Now, I shall tell you about the goings-on at the Danville Art League First, there is always magic happening there. What can one expect from a building full of art and people who want to learn about art and learn as much as they can? I will give you gallery information as well as upcoming classes we will be having.
— May — I Sing the Body Electric
— June-July — Barbara Curtis McDonnell will bring her landscapes to us to view.
— August-September — There will be a members’ challenge, a “$5 Foot Long.” Artists buy a $5 wrap around canvas. The Art League will display the work and the public will be invited to buy the pieces for $25-$50. This should be great fun, both for the artists and the people who come to buy some very inexpensive art from people who have earned much more than $25-$50 for their art.
— Saturday, April 12 — This will be a makeup for John Gabb’s workshop. There will be a still life set up and any media may be used. There will be a potluck.
— Saturday, May 10 — We will be “Painting in a Spring Garden” with Eleanor Wesch, 9 a.m. to 3 p.m.
— May 19, 20, 21 — The Southern Illinois Workshop once again will be held at the Dubois Center Camp (west of Mount Vernon). Two workshop classes will be held. You may choose one that you prefer.
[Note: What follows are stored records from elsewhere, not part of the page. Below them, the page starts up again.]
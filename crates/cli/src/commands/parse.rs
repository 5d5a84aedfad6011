use std::path::Path;
use std::process;

use peel_core::PeelParser;

use super::{input_or_exit, parse_target, report_parse_error};
use crate::{OutputFormat, Target};

pub(crate) fn cmd_parse(
    parser: &PeelParser,
    target: Target,
    expr: Option<&str>,
    file: Option<&Path>,
    output: OutputFormat,
    quiet: bool,
) {
    let input = input_or_exit(expr, file, output, quiet);
    match parse_target(parser, target, &input) {
        Ok(parsed) => {
            let pretty = serde_json::to_string_pretty(&parsed)
                .unwrap_or_else(|e| format!("serialization error: {}", e));
            println!("{}", pretty);
        }
        Err(e) => {
            report_parse_error(&e, output, quiet);
            process::exit(1);
        }
    }
}
//! Conversion of parsed command arguments into domain objects.
//!
//! One function per entity kind. Each receives the grammar row and the
//! finished [`CommandArgs`], checks the shape it needs and builds the object.
//! Option values are copied through as-is; absent options stay `None`.

use peel_model::{PolicyCondition, PolicyEntity, PolicyVariable, RefOr, Reference};

use crate::error::PeelError;
use crate::grammar::{EntityKind, GrammarEntry};
use crate::parser::{CommandArgs, Node};

mod action;
mod condition;
mod literal;
mod policy;
mod variable;

pub(crate) fn dispatch(entry: &'static GrammarEntry, args: CommandArgs) -> Result<Node, PeelError> {
    let node = match entry.kind {
        EntityKind::VariableStatic => {
            Node::Variable(PolicyVariable::Static(variable::static_variable(entry, args)?))
        }
        EntityKind::VariableDynamic => {
            Node::Variable(PolicyVariable::Dynamic(variable::dynamic_variable(entry, args)?))
        }
        EntityKind::ValueResolver => Node::Resolver(variable::resolver(entry, args)?),
        EntityKind::ConditionAtomic => {
            Node::Condition(PolicyCondition::Atomic(condition::atomic(entry, args)?))
        }
        EntityKind::ConditionComposite => {
            Node::Condition(PolicyCondition::Composite(condition::composite(entry, args)?))
        }
        EntityKind::ConditionDefault => Node::Condition(condition::default(entry, args)?),
        EntityKind::Policy => Node::Policy(PolicyEntity::Policy(policy::policy(entry, args)?)),
        EntityKind::PolicySet => Node::Policy(PolicyEntity::Set(policy::policy_set(entry, args)?)),
        EntityKind::PolicyDefault => Node::Policy(policy::default(entry, args)?),
        EntityKind::PolicyAction => Node::Action(action::action(entry, args)?),
        EntityKind::ActionRelationship => {
            Node::ActionRelationship(action::relationship(entry, args)?)
        }
        EntityKind::PolicyRelationship => {
            Node::PolicyRelationship(policy::relationship(entry, args)?)
        }
        EntityKind::Reference | EntityKind::Options | EntityKind::Constraint => {
            return Err(PeelError::shape(
                entry.keyword,
                format!("command '{}' cannot stand on its own", entry.keyword),
            ))
        }
    };
    Ok(node)
}

/// Unwrap `*constraint(...)` into its single condition or condition reference.
pub(crate) fn constraint(
    entry: &'static GrammarEntry,
    mut args: CommandArgs,
) -> Result<RefOr<PolicyCondition>, PeelError> {
    reject_contents(entry, &args)?;
    reject_constraint(entry, &args)?;
    let node = single_child(entry, &mut args)?;
    condition_arg(entry, node)
}

// ──────────────────────────────────────────────
// Shape checks shared by the deserializers
// ──────────────────────────────────────────────

fn reject_contents(entry: &GrammarEntry, args: &CommandArgs) -> Result<(), PeelError> {
    match args.contents.first() {
        Some(text) => Err(PeelError::shape(
            entry.keyword,
            format!(
                "command '{}' does not accept content arguments, got '{}'",
                entry.keyword, text
            ),
        )),
        None => Ok(()),
    }
}

fn reject_children(entry: &GrammarEntry, args: &CommandArgs) -> Result<(), PeelError> {
    match args.children.first() {
        Some(node) => Err(PeelError::shape(
            entry.keyword,
            format!(
                "command '{}' does not accept child commands, got {}",
                entry.keyword,
                node.describe()
            ),
        )),
        None => Ok(()),
    }
}

fn reject_constraint(entry: &GrammarEntry, args: &CommandArgs) -> Result<(), PeelError> {
    if args.constraint.is_some() {
        return Err(PeelError::shape(
            entry.keyword,
            format!("Constraint is not supported for command '{}'", entry.keyword),
        ));
    }
    Ok(())
}

/// The one content token of a leaf command.
fn single_content(entry: &GrammarEntry, args: &mut CommandArgs) -> Result<String, PeelError> {
    if args.contents.len() != 1 {
        return Err(PeelError::shape(
            entry.keyword,
            format!(
                "command '{}' requires exactly one content argument, got {}",
                entry.keyword,
                args.contents.len()
            ),
        ));
    }
    Ok(args.contents.remove(0))
}

fn single_child(entry: &GrammarEntry, args: &mut CommandArgs) -> Result<Node, PeelError> {
    if args.children.len() != 1 {
        return Err(PeelError::shape(
            entry.keyword,
            format!(
                "command '{}' requires exactly one child command, got {}",
                entry.keyword,
                args.children.len()
            ),
        ));
    }
    Ok(args.children.remove(0))
}

fn wrong_child(entry: &GrammarEntry, wanted: &str, node: &Node) -> PeelError {
    PeelError::shape(
        entry.keyword,
        format!(
            "command '{}' expects {} but got {}",
            entry.keyword,
            wanted,
            node.describe()
        ),
    )
}

fn variable_arg(entry: &GrammarEntry, node: Node) -> Result<RefOr<PolicyVariable>, PeelError> {
    match node {
        Node::Variable(v) => Ok(RefOr::Value(v)),
        Node::Reference(Reference::Variable(r)) => Ok(RefOr::Ref(r)),
        other => Err(wrong_child(entry, "a variable or variable reference", &other)),
    }
}

fn condition_arg(entry: &GrammarEntry, node: Node) -> Result<RefOr<PolicyCondition>, PeelError> {
    match node {
        Node::Condition(c) => Ok(RefOr::Value(c)),
        Node::Reference(Reference::Condition(r)) => Ok(RefOr::Ref(r)),
        other => Err(wrong_child(entry, "a condition or condition reference", &other)),
    }
}
//! Conditions: the boolean tests a policy applies.

use serde::{Deserialize, Serialize};

use crate::reference::{Metadata, RefOr};
use crate::variable::PolicyVariable;

/// Operation performed by an atomic condition.
#[derive(Debug, Clone, Copy, Serialize, Deserialize, PartialEq, Eq, Hash)]
#[serde(rename_all = "SCREAMING_SNAKE_CASE")]
pub enum OperationType {
    GreaterThan,
    GreaterThanEqual,
    LessThan,
    LessThanEqual,
    IsNull,
    IsNotNull,
    IsEmpty,
    IsNotEmpty,
    IsBlank,
    IsNotBlank,
    StartsWith,
    EndsWith,
    Contains,
    IsIn,
    Equals,
    IsPositive,
    IsNegative,
    IsZero,
    IsPastDate,
    IsFutureDate,
    RegexpMatch,
    HasKey,
    IsUnique,
    SchemaMatch,
}

impl OperationType {
    /// Number of variable arguments the operation compares.
    pub fn arity(&self) -> usize {
        match self {
            OperationType::IsNull
            | OperationType::IsNotNull
            | OperationType::IsEmpty
            | OperationType::IsNotEmpty
            | OperationType::IsBlank
            | OperationType::IsNotBlank
            | OperationType::IsPositive
            | OperationType::IsNegative
            | OperationType::IsZero
            | OperationType::IsPastDate
            | OperationType::IsFutureDate
            | OperationType::IsUnique => 1,
            OperationType::GreaterThan
            | OperationType::GreaterThanEqual
            | OperationType::LessThan
            | OperationType::LessThanEqual
            | OperationType::StartsWith
            | OperationType::EndsWith
            | OperationType::Contains
            | OperationType::IsIn
            | OperationType::Equals
            | OperationType::RegexpMatch
            | OperationType::HasKey
            | OperationType::SchemaMatch => 2,
        }
    }
}

/// How a composite condition combines its children.
#[derive(Debug, Clone, Copy, Serialize, Deserialize, PartialEq, Eq, Hash)]
#[serde(rename_all = "SCREAMING_SNAKE_CASE")]
pub enum ConditionCombinationLogic {
    And,
    Or,
    Not,
    NOf,
}

/// Constant conditions.
#[derive(Debug, Clone, Copy, Serialize, Deserialize, PartialEq, Eq, Hash)]
#[serde(rename_all = "SCREAMING_SNAKE_CASE")]
pub enum PolicyConditionDefault {
    True,
    False,
    /// Always evaluates to "no result".
    Null,
}

#[derive(Debug, Clone, Serialize, Deserialize, PartialEq)]
pub struct PolicyConditionAtomic {
    #[serde(flatten)]
    pub metadata: Metadata,
    pub operation: OperationType,
    /// Arguments in authoring order; "first greater than second" is positional.
    pub args: Vec<RefOr<PolicyVariable>>,
    #[serde(default, skip_serializing_if = "Option::is_none")]
    pub negate_result: Option<bool>,
    #[serde(default, skip_serializing_if = "Option::is_none")]
    pub string_ignore_case: Option<bool>,
    #[serde(default, skip_serializing_if = "Option::is_none")]
    pub fields_strict_check: Option<bool>,
    #[serde(default, skip_serializing_if = "Option::is_none")]
    pub array_order_strict_check: Option<bool>,
}

#[derive(Debug, Clone, Serialize, Deserialize, PartialEq)]
pub struct PolicyConditionComposite {
    #[serde(flatten)]
    pub metadata: Metadata,
    pub logic: ConditionCombinationLogic,
    pub conditions: Vec<RefOr<PolicyCondition>>,
    /// Required for `NOf`, ignored otherwise.
    #[serde(default, skip_serializing_if = "Option::is_none")]
    pub minimum_conditions: Option<i32>,
    #[serde(default, skip_serializing_if = "Option::is_none")]
    pub optimize: Option<bool>,
    #[serde(default, skip_serializing_if = "Option::is_none")]
    pub negate_result: Option<bool>,
    #[serde(default, skip_serializing_if = "Option::is_none")]
    pub strict_check: Option<bool>,
}

#[derive(Debug, Clone, Serialize, Deserialize, PartialEq)]
#[serde(tag = "kind", rename_all = "snake_case")]
pub enum PolicyCondition {
    Atomic(PolicyConditionAtomic),
    Composite(PolicyConditionComposite),
    Default { value: PolicyConditionDefault },
}

impl PolicyCondition {
    pub fn metadata(&self) -> Option<&Metadata> {
        match self {
            PolicyCondition::Atomic(c) => Some(&c.metadata),
            PolicyCondition::Composite(c) => Some(&c.metadata),
            PolicyCondition::Default { .. } => None,
        }
    }
}

#[cfg(test)]
mod tests {
    use super::*;

    #[test]
    fn default_condition_document_form() {
        let c = PolicyCondition::Default {
            value: PolicyConditionDefault::Null,
        };
        let json = serde_json::to_value(&c).unwrap();
        assert_eq!(json, serde_json::json!({"kind": "default", "value": "NULL"}));
        assert!(c.metadata().is_none());
    }

    #[test]
    fn unary_and_binary_operations() {
        assert_eq!(OperationType::IsBlank.arity(), 1);
        assert_eq!(OperationType::SchemaMatch.arity(), 2);
    }
}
— The Danville Art League is entertaining the thought of a plant sale, which would be held in April or May. We have not yet made a firm decision on this, so stay tuned for more information. Same time, same channel.
— May 12, 5-8 p.m. — There will be a fundraiser at Buffalo Wild Wings. The Danville Art League gets 20 percent on food, but not on alcohol.
— The April general meeting will be canceled.
— We have thoroughly enjoyed having your children in our winter art sessions, and wow, the weather certainly wreaked havoc with everyone’s plans. Our spring classes started March 31 and will run until May 19.
— We offer four weeks of summer art lessons this summer, with plenty for kids to do. There will be a “Boot Camp” for teens (ages 13-18) from June 23-26.
— We will offer again our three-week summer art program for children in first through eighth grade. This consists of one week of sculpting camp from July 7-10, drawing camp from July 14-17 and painting camp, July 21-24; all camps are from 9 a.m. to noon. These camps always fill up quickly, so it is not too early to sign up now to be sure of a spot.
Each camp is $50 for the first family member and $25 for each additional family member. We supply all of the materials needed, plus a snack each day. The children get to enjoy art with other children, learn about new ways to create art, and just have a great time.
One last bit of information. I would like to encourage you to get a family membership to the Danville Art League. The cost is $30 for a year’s membership. We have open times during the summer where your child can come in and work on his or her own projects with adult artists.
I realize I have mentioned this before, but consider joining us. You will have so much fun and gain pride in what you are able to accomplish artistically. ART ROCKS!
Eileen Dunavan is a member of the Danville Art League. Her column appears once a month.